What is Florence-2?

It is a general-purpose VLM (Visual Language Model) that can handle multiple tasks such as caption generation, object detection, segmentation, and OCR with a single model by looking at an image.

In this page, we will focus on four tasks often used in ComfyUI: "Caption Generation", "Object Detection (Coordinate Extraction)", "OCR", and "Q&A about Images".


Custom Node


Florence2Run Node

Florence2Run is the main node for having Florence-2 execute tasks on the input image. By switching task, you can use functions such as caption generation, object detection, and OCR properly.

caption, detailed caption

Generates a natural language caption from the image.

Florence2-detailed_caption.json
  • caption
    • Explains the outline of the image simply.
  • detailed caption
    • Explains the composition and appearance in a little more detail.

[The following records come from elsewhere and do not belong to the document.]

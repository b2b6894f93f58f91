//! One fusion run for one period: load inputs, fuse, persist the report

use serde_json::Value;
use std::sync::Arc;
use tracing::{info, warn};

use super::period_select::resolve_period;
use crate::adapters::DocumentStore;
use crate::config::{AppConfig, FusionConfig, StorageConfig};
use crate::domain::extract_period_number;
use crate::error::{PoolcastError, Result};
use crate::fusion::{
    parse_auxiliary_document, parse_source_document, FusionEngine, FusionReport, SourceDocument,
    SourceIds,
};
use crate::tracker::PeriodTracker;

/// Report plus the key it was written under
#[derive(Debug, Clone)]
pub struct FusionJobOutput {
    pub report: FusionReport,
    pub output_key: String,
}

pub struct FusionJob {
    store: Arc<dyn DocumentStore>,
    storage: StorageConfig,
    fusion: FusionConfig,
    engine: FusionEngine,
}

impl FusionJob {
    pub fn new(store: Arc<dyn DocumentStore>, storage: StorageConfig, fusion: FusionConfig) -> Self {
        let engine = FusionEngine::new(fusion.weighting, fusion.basic_discount);
        Self {
            store,
            storage,
            fusion,
            engine,
        }
    }

    pub fn from_config(store: Arc<dyn DocumentStore>, config: &AppConfig) -> Self {
        Self::new(store, config.storage.clone(), config.fusion.clone())
    }

    pub fn engine(&self) -> &FusionEngine {
        &self.engine
    }

    /// Pick the period to fuse: explicit, last recorded, then the latest
    /// basic-source document on disk
    pub fn resolve_period(
        &self,
        explicit: Option<&str>,
        tracker: Option<&PeriodTracker>,
    ) -> Result<u64> {
        resolve_period(
            self.store.as_ref(),
            &self.storage.result_dir,
            &self.fusion.basic_suffix,
            explicit,
            tracker,
        )
    }

    /// Fuse `period_number` and write the report
    pub fn run(&self, period_number: u64) -> Result<FusionJobOutput> {
        let basic_key = self.storage.period_key(period_number, &self.fusion.basic_suffix);
        let advanced_key = self.storage.period_key(period_number, &self.fusion.advanced_suffix);
        let auxiliary_key = self
            .storage
            .period_key(period_number, &self.fusion.auxiliary_suffix);

        let basic = self.load_source(&basic_key, period_number)?;
        let advanced = self.load_source(&advanced_key, period_number)?;
        let auxiliary = self.load_auxiliary(&auxiliary_key);

        let run = self.engine.fuse(
            &basic.records,
            &advanced.records,
            auxiliary.as_ref().map(|(_, records)| records.as_slice()),
        )?;

        let period = basic
            .period
            .clone()
            .unwrap_or_else(|| format!("{period_number}期"));
        let sources = SourceIds {
            basic: self.store.locate(&basic_key),
            advanced: self.store.locate(&advanced_key),
            auxiliary: auxiliary.map(|(key, _)| key),
        };
        let report = FusionReport::new(period, sources, &self.engine, run);

        let output_key = self.storage.period_key(period_number, &self.fusion.output_suffix);
        self.store.write(&output_key, &serde_json::to_value(&report)?)?;

        info!(
            period = period_number,
            matches = report.matches.len(),
            warnings = report.warnings.len(),
            weighting = %report.weighting,
            output = %self.store.locate(&output_key),
            "fusion report written"
        );

        Ok(FusionJobOutput { report, output_key })
    }

    fn load_source(&self, key: &str, period_number: u64) -> Result<SourceDocument> {
        let value = self
            .store
            .read(key)?
            .ok_or_else(|| PoolcastError::MissingInput(self.store.locate(key)))?;
        let doc = parse_source_document(&value)?;

        if let Some(declared) = doc.period.as_deref() {
            let declared_number = extract_period_number(Some(declared));
            if declared_number != 0 && declared_number != period_number {
                warn!(
                    key,
                    declared = declared_number,
                    expected = period_number,
                    "document declares a different period"
                );
            }
        }

        Ok(doc)
    }

    /// Optional strength document; absence or a bad shape is only a warning
    fn load_auxiliary(&self, key: &str) -> Option<(String, Vec<crate::domain::AuxiliaryRecord>)> {
        let value: Value = match self.store.read(key) {
            Ok(Some(value)) => value,
            Ok(None) => {
                warn!(key, "auxiliary document not found, fusing without it");
                return None;
            }
            Err(e) => {
                warn!(key, error = %e, "auxiliary document unreadable, fusing without it");
                return None;
            }
        };

        match parse_auxiliary_document(&value) {
            Ok(doc) => Some((self.store.locate(key), doc.records)),
            Err(e) => {
                warn!(key, error = %e, "auxiliary document invalid, fusing without it");
                None
            }
        }
    }
}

However, if the purpose is only "caption for prompts", using a caption-specific model such as JoyCaption will produce much more flexible and high-quality results.

caption_to_phrase_grounding

Outputs the position of the object in the form of a rectangle (bounding box) for each phrase of the specified caption.

Florence2-caption_to_phrase_grounding.json
  • It is characterized by being able to take the position even with slightly complex instructions such as "left tree" or "red car".
  • By extracting coordinates with the 🟨 Florence2 Coordinates node and combining it with a segmentation model such as SAM2, you can use it to mask only specific objects.

ocr

Reads characters in the image and outputs them as text.

Florence2-ocr.json

docvqa

A task to answer questions about the image.

Florence2-docvqa.json
  • You can ask questions like "Where is XX in this image?" or "What is the value of this table?" and receive the answer in text.
  • Imagine usage similar to throwing an image to ChatGPT and asking questions.